Estriol: A Kinder, Gentler Estrogen?
Estriol: A Kinder, Gentler Estrogen?
June 1999; Volume 1: 51-52
By Adriane Fugh-Berman, MD
In discussions about hormone replacement therapy (HRT), patients may ask about estriol or tri-estrogen formulations. Both of these are being promoted by some alternative medicine practitioners as safer forms of estrogen therapy than conjugated estrogens. Estriol has been touted as a "good" estrogen that does not increase the risk of breast cancer; claims are also made that it may reduce the risk of developing breast cancer. These claims are unsubstantiated.

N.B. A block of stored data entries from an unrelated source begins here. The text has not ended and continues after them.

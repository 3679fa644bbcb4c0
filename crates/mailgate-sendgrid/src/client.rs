//! HTTP client for SendGrid's `/v3/mail/send` endpoint.

use async_trait::async_trait;
use mailgate_core::{Email, Recipient, Transport};
use serde::Serialize;
use thiserror::Error;
use tracing::{debug, info};

const SEND_PATH: &str = "/v3/mail/send";

#[derive(Error, Debug)]
pub enum SendGridError {
    #[error("HTTP request failed: {0}")]
    Http(#[from] reqwest::Error),
    #[error("server returned {status}: {body}")]
    Server { status: u16, body: String },
}

/// One message per request: a single personalization with a single recipient.
pub struct SendGridClient {
    client: reqwest::Client,
    api_host: String,
    api_key: String,
}

#[derive(Serialize)]
struct Address<'a> {
    email: &'a str,
    #[serde(skip_serializing_if = "is_blank")]
    name: &'a str,
}

impl<'a> From<&'a Recipient> for Address<'a> {
    fn from(r: &'a Recipient) -> Self {
        Self {
            email: &r.address,
            name: &r.title,
        }
    }
}

fn is_blank(s: &&str) -> bool {
    s.is_empty()
}

#[derive(Serialize)]
struct Personalization<'a> {
    to: [Address<'a>; 1],
}

#[derive(Serialize)]
struct Content<'a> {
    #[serde(rename = "type")]
    kind: &'static str,
    value: &'a str,
}

#[derive(Serialize)]
struct MailSend<'a> {
    personalizations: [Personalization<'a>; 1],
    from: Address<'a>,
    subject: &'a str,
    content: [Content<'a>; 1],
}

impl<'a> From<&'a Email> for MailSend<'a> {
    fn from(email: &'a Email) -> Self {
        Self {
            personalizations: [Personalization {
                to: [Address::from(&email.to)],
            }],
            from: Address::from(&email.from),
            subject: &email.subject,
            content: [Content {
                kind: "text/plain",
                value: &email.body,
            }],
        }
    }
}

impl SendGridClient {
    /// `api_host` should be like `https://api.sendgrid.com` (no trailing slash).
    pub fn new(api_host: impl Into<String>, api_key: impl Into<String>) -> Self {
        Self {
            client: reqwest::Client::new(),
            api_host: api_host.into().trim_end_matches('/').to_string(),
            api_key: api_key.into(),
        }
    }

    fn send_url(&self) -> String {
        format!("{}{}", self.api_host, SEND_PATH)
    }
}

#[async_trait]
impl Transport for SendGridClient {
    type Error = SendGridError;

    async fn deliver(&self, email: &Email) -> Result<(), SendGridError> {
        let url = self.send_url();
        debug!(url = %url, to = %email.to, "posting mail to SendGrid");

        let resp = self
            .client
            .post(&url)
            .bearer_auth(&self.api_key)
            .json(&MailSend::from(email))
            .send()
            .await?;
        let status = resp.status();
        if !status.is_success() {
            let body = resp.text().await.unwrap_or_default();
            return Err(SendGridError::Server {
                status: status.as_u16(),
                body,
            });
        }

        info!(status = status.as_u16(), to = %email.to, "message accepted by SendGrid");
        Ok(())
    }
}

#[cfg(test)]
mod tests {
    use super::*;
    use tokio::io::{AsyncReadExt, AsyncWriteExt};
    use tokio::net::TcpListener;

    fn email() -> Email {
        Email {
            from: Recipient::new("SendGrid Notifier", "no-reply@no-where.tld"),
            to: Recipient::new("Ops", "ops@example.com"),
            subject: "disk full".into(),
            body: "/var is at 99%".into(),
        }
    }

    #[test]
    fn request_body_matches_v3_shape() {
        let email = email();
        let json = serde_json::to_value(MailSend::from(&email)).unwrap();
        assert_eq!(
            json,
            serde_json::json!({
                "personalizations": [{"to": [{"email": "ops@example.com", "name": "Ops"}]}],
                "from": {"email": "no-reply@no-where.tld", "name": "SendGrid Notifier"},
                "subject": "disk full",
                "content": [{"type": "text/plain", "value": "/var is at 99%"}]
            })
        );
    }

    #[test]
    fn empty_name_omitted() {
        let r = Recipient::new("", "ops@example.com");
        let json = serde_json::to_value(Address::from(&r)).unwrap();
        assert_eq!(json, serde_json::json!({"email": "ops@example.com"}));
    }

    #[test]
    fn client_trims_trailing_slash() {
        let client = SendGridClient::new("https://api.sendgrid.com/", "SG.x");
        assert_eq!(client.send_url(), "https://api.sendgrid.com/v3/mail/send");
    }

    /// Serve exactly one HTTP request with the given status line, returning
    /// the raw request text.
    async fn serve_once(
        status_line: &'static str,
        body: &'static str,
    ) -> (String, tokio::task::JoinHandle<String>) {
        let listener = TcpListener::bind("127.0.0.1:0").await.unwrap();
        let host = format!("http://{}", listener.local_addr().unwrap());
        let handle = tokio::spawn(async move {
            let (mut socket, _) = listener.accept().await.unwrap();
            let mut buf = Vec::new();
            let mut chunk = [0u8; 4096];
            loop {
                let n = socket.read(&mut chunk).await.unwrap();
                if n == 0 {
                    break;
                }
                buf.extend_from_slice(&chunk[..n]);
                if request_complete(&buf) {
                    break;
                }
            }
            let response = format!(
                "HTTP/1.1 {status_line}\r\nContent-Length: {}\r\nConnection: close\r\n\r\n{body}",
                body.len()
            );
            socket.write_all(response.as_bytes()).await.unwrap();
            socket.shutdown().await.unwrap();
            String::from_utf8_lossy(&buf).into_owned()
        });
        (host, handle)
    }

    fn request_complete(buf: &[u8]) -> bool {
        let text = String::from_utf8_lossy(buf);
        let Some(header_end) = text.find("\r\n\r\n") else {
            return false;
        };
        let content_length = text[..header_end]
            .lines()
            .find_map(|l| {
                let (name, value) = l.split_once(':')?;
                name.eq_ignore_ascii_case("content-length")
                    .then(|| value.trim().parse::<usize>().ok())
                    .flatten()
            })
            .unwrap_or(0);
        buf.len() >= header_end + 4 + content_length
    }

    #[tokio::test]
    async fn accepted_response_is_success() {
        let (host, server) = serve_once("202 Accepted", "").await;
        let client = SendGridClient::new(host, "SG.secret");

        client.deliver(&email()).await.unwrap();

        let request = server.await.unwrap();
        assert!(request.starts_with("POST /v3/mail/send "));
        assert!(request.to_ascii_lowercase().contains("authorization: bearer sg.secret"));
        assert!(request.contains("\"subject\":\"disk full\""));
    }

    #[tokio::test]
    async fn error_status_is_server_error() {
        let (host, server) = serve_once("401 Unauthorized", "bad key").await;
        let client = SendGridClient::new(host, "SG.wrong");

        let err = client.deliver(&email()).await.unwrap_err();
        match err {
            SendGridError::Server { status, body } => {
                assert_eq!(status, 401);
                assert_eq!(body, "bad key");
            }
            other => panic!("expected Server error, got {other:?}"),
        }
        server.await.unwrap();
    }
}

Estriol is a weak, short-acting estrogen sometimes used to treat menopausal symptoms including hot flashes or urogenital atrophy;1 it has also been found beneficial in bone mineral density.2,3 It is not commonly used by conventional medical practitioners in the United States, but a number of alternative practitioners prescribe it.
Tri-estrogen is described in a publication distributed by Women's International Pharmacy (a compounding pharmacy in Madison, WI) as "a natural estrogen formula that attempts to minimize the risks of estrogen and maximizes its benefits. Tri-estrogen utilizes the benefits of all three naturally occurring estrogens: estrone (E1), estradiol (E2) and estriol (E3) in a safe and effective way." No evidence is presented for this claim; a MEDLINE search failed to turn up any clinical trials on tri-estrogen preparations.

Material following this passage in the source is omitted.